The plane made its descent through the clouds and the mountains peeked in and out until finally, there they were, like an old, familiar friend. The pilot came over the mic and gave the obligatory time and temp details. Then he said, “If you live here, welcome home.” My eyes filled with tears and I was overcome with emotion as it occurred to me that I was, in fact, home.
That was nearly 20 years ago on a return flight to Bozeman after a brief visit to my parents’ home in Illinois. I had been living in Montana for several months. I landed there literally that day and figuratively as a result of the decision to move there after having watched a random program on A&E. Months earlier, I had watched the program which followed a route from Nevada, through Idaho, and ultimately into Montana. I was captivated by the state’s beauty and the culture it seemed to embody.
Some would say that I was running from something in that move. I would argue that I was running to something. That something turned out to be untapped potential and strength I never knew that I had. In addition, that something was and is a breathtaking landscape and a vibrant sense of community. It’s a pervasive and deep appreciation for the beauty that presents itself at every turn. It’s staring at the same mountain you stared at yesterday and seeing it in a whole new light, appreciating it as though it’s the first time you’ve ever seen it. It’s an overwhelming sense of awe that leaves me feeling humbled. Mostly, that something is a connection and a sense of being grounded that feeds me in ways that no other place has ever done.
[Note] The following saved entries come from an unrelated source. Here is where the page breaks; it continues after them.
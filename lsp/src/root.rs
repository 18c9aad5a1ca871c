//! Workspace root detection by walking up from a file.

use std::path::{Path, PathBuf};

/// The directory a search starts from: the file's parent, or the path itself
/// when it names a directory.
fn start_dir(file: &Path) -> &Path {
    if file.is_dir() {
        return file;
    }
    file.parent().unwrap_or(file)
}

/// Nearest ancestor directory (starting at the file's own directory) that
/// contains any of `markers`.
pub fn nearest_marker(file: &Path, markers: &[&str]) -> Option<PathBuf> {
    start_dir(file)
        .ancestors()
        .find(|dir| markers.iter().any(|m| dir.join(m).exists()))
        .map(Path::to_path_buf)
}

/// Like [`nearest_marker`], but `None` when any ancestor holds one of
/// `excluded`.
pub fn nearest_marker_excluding(
    file: &Path,
    markers: &[&str],
    excluded: &[&str],
) -> Option<PathBuf> {
    if nearest_marker(file, excluded).is_some() {
        return None;
    }
    nearest_marker(file, markers)
}

/// Try each marker group in order; the first group with a hit wins.
///
/// Used where a higher-level manifest must beat a closer one (`go.work`
/// over `go.mod`).
pub fn first_group_match(file: &Path, groups: &[&[&str]]) -> Option<PathBuf> {
    groups
        .iter()
        .find_map(|markers| nearest_marker(file, markers))
}

/// Nearest `Cargo.toml`, promoted to the closest enclosing manifest that
/// declares a `[workspace]`.
pub fn cargo_root(file: &Path) -> Option<PathBuf> {
    let crate_root = nearest_marker(file, &["Cargo.toml"])?;
    let workspace = crate_root
        .ancestors()
        .find(|dir| declares_workspace(&dir.join("Cargo.toml")));
    Some(workspace.unwrap_or(&crate_root).to_path_buf())
}

/// Whether `manifest` parses and has a top-level `workspace` table. Missing
/// or unparsable manifests are not workspaces.
fn declares_workspace(manifest: &Path) -> bool {
    let Ok(text) = std::fs::read_to_string(manifest) else {
        return false;
    };
    match toml::from_str::<toml::Table>(&text) {
        Ok(table) => table.contains_key("workspace"),
        Err(e) => {
            tracing::debug!("Ignoring unparsable manifest {}: {e}", manifest.display());
            false
        }
    }
}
Home had always been something that just happened; my parents moved us here or there, I found a job somewhere, or a friend lived somewhere else. Montana was different. It was solely, uniquely, and deliberately mine. I had never been there nor did I even know anyone there, yet I packed everything I owned and drove. I felt powerful. That decision shaped me in many ways and continues to rank among the best I’ve ever made. Coming home that morning all those years ago was a first for me and the start of a love affair with the place, The Last Best Place, which endures to this day.
This morning as the plane banked to the right over the Gallatin River and with the Bridger Mountains guiding us into Bozeman (I swear they were smiling at me), I watched my son as he leaned from side to side, taking in the view from his window seat. He has come to love this place as I do. Once again, my eyes filled with tears and I felt that familiar sense of coming home. I’ve lived in many places and found beauty in them all but Montana has my heart. Like a first love, it was my first Home.